(Collected data entries)
-.-.-
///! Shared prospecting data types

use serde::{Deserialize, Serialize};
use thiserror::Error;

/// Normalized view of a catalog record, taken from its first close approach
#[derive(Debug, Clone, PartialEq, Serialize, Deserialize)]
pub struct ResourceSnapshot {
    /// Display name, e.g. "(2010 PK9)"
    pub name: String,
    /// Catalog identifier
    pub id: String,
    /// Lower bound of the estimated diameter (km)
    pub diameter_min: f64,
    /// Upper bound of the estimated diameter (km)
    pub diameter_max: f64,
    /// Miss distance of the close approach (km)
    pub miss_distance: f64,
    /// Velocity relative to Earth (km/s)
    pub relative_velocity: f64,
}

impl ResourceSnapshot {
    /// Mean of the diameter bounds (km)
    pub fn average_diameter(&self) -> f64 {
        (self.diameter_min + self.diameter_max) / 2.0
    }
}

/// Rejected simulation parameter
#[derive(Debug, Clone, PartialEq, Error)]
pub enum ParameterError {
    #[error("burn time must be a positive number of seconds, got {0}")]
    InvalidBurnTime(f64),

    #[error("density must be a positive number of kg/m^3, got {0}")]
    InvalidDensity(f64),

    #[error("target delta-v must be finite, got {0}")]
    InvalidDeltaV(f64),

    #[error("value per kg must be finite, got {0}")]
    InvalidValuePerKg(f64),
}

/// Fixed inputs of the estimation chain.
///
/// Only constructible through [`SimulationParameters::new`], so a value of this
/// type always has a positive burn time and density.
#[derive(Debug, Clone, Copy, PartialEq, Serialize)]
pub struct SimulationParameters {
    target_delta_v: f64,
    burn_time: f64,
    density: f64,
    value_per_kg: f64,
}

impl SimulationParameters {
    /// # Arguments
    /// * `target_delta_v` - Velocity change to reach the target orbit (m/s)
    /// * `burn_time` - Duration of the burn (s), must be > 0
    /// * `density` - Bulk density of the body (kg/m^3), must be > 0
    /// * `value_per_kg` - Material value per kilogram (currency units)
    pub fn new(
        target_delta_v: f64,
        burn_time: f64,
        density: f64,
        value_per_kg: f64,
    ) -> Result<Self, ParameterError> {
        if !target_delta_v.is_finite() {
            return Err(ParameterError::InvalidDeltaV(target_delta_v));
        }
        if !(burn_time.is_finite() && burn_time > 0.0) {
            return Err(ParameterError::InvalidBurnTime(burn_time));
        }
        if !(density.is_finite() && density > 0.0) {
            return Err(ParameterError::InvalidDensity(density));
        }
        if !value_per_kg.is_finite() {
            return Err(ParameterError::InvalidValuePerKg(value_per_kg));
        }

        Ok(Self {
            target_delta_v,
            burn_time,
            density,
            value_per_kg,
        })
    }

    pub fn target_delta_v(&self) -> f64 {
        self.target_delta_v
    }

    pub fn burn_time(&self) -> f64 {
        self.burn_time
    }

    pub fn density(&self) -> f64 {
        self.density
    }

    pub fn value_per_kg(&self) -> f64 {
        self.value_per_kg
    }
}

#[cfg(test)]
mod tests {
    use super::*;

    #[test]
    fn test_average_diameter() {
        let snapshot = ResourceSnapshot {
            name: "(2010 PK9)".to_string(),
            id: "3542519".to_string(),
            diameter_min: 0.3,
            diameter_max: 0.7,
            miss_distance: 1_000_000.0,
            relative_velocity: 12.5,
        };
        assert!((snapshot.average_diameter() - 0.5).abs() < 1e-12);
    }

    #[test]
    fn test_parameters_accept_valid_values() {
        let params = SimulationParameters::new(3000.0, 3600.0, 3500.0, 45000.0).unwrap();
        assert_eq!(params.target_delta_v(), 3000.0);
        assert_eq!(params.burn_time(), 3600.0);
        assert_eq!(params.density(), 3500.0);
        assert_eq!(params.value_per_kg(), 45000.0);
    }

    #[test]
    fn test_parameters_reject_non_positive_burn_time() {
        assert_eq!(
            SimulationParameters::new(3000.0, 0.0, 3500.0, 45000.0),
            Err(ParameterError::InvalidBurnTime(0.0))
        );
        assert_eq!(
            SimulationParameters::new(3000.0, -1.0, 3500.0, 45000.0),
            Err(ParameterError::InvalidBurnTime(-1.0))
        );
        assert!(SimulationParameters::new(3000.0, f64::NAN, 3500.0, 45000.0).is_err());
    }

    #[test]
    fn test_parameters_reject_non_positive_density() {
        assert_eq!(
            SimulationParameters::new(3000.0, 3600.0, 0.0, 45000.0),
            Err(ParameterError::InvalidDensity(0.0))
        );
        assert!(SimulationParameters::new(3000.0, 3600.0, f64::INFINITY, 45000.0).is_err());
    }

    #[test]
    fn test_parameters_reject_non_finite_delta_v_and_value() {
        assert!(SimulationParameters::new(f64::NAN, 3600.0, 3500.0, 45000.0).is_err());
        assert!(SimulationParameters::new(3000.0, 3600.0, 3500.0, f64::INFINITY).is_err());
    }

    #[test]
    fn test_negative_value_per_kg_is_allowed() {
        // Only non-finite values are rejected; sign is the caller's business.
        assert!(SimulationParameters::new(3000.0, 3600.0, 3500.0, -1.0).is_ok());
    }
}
-.-.-
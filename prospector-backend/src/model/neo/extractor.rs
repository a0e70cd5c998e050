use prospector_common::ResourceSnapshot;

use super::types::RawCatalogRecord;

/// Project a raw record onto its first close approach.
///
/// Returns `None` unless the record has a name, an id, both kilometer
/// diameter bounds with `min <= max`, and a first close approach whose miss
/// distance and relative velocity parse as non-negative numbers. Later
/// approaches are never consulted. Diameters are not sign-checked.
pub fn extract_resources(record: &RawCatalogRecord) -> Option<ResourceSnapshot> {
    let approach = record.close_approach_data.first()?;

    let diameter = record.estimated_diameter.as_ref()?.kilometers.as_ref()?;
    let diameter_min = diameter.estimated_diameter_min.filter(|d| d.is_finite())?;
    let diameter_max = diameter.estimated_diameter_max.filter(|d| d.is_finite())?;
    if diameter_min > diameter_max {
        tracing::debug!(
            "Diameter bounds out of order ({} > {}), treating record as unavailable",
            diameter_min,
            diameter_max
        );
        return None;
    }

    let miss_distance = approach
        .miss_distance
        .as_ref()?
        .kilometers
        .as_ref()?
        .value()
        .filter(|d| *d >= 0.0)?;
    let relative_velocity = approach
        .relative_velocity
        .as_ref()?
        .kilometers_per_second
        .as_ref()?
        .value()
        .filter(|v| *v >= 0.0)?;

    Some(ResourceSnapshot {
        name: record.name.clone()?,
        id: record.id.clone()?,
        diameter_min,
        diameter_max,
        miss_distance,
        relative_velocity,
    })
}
-.-.-
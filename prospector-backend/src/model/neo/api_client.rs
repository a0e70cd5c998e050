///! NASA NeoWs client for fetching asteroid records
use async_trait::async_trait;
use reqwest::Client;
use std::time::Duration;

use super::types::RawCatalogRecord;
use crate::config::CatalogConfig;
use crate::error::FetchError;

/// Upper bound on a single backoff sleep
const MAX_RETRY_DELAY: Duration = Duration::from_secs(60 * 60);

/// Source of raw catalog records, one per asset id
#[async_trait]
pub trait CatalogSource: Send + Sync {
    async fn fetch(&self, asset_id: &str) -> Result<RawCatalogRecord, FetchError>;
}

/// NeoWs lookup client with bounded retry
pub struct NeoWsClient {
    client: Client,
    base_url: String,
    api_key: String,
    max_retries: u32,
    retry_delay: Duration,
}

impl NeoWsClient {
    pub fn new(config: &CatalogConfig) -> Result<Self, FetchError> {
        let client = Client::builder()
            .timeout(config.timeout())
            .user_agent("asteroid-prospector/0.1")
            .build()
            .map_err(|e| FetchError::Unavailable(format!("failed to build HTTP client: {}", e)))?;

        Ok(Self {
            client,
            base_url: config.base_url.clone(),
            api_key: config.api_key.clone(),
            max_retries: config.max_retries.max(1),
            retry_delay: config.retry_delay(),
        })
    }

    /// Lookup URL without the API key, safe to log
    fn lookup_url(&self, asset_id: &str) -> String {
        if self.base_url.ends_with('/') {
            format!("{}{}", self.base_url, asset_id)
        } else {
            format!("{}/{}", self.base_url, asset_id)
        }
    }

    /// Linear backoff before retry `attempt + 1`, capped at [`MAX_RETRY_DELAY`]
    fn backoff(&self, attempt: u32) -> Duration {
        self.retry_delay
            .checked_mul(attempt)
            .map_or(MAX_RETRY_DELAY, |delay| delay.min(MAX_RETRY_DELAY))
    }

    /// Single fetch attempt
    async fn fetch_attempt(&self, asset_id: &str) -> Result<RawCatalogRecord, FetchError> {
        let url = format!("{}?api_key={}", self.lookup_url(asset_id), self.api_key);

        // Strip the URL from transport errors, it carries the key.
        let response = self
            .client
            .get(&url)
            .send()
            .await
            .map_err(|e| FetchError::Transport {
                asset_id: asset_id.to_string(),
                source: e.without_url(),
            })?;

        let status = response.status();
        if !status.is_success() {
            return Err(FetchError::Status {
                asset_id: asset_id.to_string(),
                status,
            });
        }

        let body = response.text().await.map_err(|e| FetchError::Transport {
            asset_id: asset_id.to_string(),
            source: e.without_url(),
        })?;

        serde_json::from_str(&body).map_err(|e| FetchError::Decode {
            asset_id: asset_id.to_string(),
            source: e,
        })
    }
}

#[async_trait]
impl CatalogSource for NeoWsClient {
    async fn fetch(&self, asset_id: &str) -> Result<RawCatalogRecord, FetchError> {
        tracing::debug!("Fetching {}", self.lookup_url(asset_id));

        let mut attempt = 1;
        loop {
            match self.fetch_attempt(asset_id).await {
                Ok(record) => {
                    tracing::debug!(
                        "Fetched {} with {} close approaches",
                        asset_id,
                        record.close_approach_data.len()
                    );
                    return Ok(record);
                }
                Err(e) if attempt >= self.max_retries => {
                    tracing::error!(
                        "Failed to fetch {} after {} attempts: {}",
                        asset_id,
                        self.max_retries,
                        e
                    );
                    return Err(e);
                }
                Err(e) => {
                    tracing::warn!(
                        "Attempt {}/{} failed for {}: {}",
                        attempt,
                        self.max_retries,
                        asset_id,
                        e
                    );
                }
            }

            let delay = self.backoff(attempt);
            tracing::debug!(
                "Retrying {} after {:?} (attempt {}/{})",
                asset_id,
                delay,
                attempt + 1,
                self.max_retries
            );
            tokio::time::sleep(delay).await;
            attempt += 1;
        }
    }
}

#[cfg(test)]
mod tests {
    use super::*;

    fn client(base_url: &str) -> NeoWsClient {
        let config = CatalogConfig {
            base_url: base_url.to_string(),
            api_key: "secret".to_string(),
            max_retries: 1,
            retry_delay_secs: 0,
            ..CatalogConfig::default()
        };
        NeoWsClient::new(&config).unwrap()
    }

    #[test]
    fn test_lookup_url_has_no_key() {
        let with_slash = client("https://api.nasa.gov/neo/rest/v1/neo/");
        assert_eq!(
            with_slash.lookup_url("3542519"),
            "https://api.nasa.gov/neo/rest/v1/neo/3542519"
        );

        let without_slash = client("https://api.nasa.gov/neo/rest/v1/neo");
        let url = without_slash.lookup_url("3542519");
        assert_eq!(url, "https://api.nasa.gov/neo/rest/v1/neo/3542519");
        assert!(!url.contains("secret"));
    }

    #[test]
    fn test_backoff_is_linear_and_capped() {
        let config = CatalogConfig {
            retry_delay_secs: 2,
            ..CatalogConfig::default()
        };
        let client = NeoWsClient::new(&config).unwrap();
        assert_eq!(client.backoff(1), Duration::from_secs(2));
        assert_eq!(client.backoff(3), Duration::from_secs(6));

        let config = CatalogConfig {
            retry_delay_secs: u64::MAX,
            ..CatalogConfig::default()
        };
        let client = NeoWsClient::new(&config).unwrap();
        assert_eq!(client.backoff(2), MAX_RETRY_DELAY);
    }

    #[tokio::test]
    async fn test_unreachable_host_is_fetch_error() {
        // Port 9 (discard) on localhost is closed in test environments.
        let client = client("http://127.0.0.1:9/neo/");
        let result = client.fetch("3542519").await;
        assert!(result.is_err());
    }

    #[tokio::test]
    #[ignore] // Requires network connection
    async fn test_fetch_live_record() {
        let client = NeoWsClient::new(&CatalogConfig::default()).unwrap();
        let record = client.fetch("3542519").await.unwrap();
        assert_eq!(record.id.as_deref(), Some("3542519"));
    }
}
-.-.-
▶ **BRIEF**
Search the entries for the word "asteroid", then copy every line in which it is found.

▶ **RESPONSE BOX**
///! NASA NeoWs client for fetching asteroid records
            .user_agent("asteroid-prospector/0.1")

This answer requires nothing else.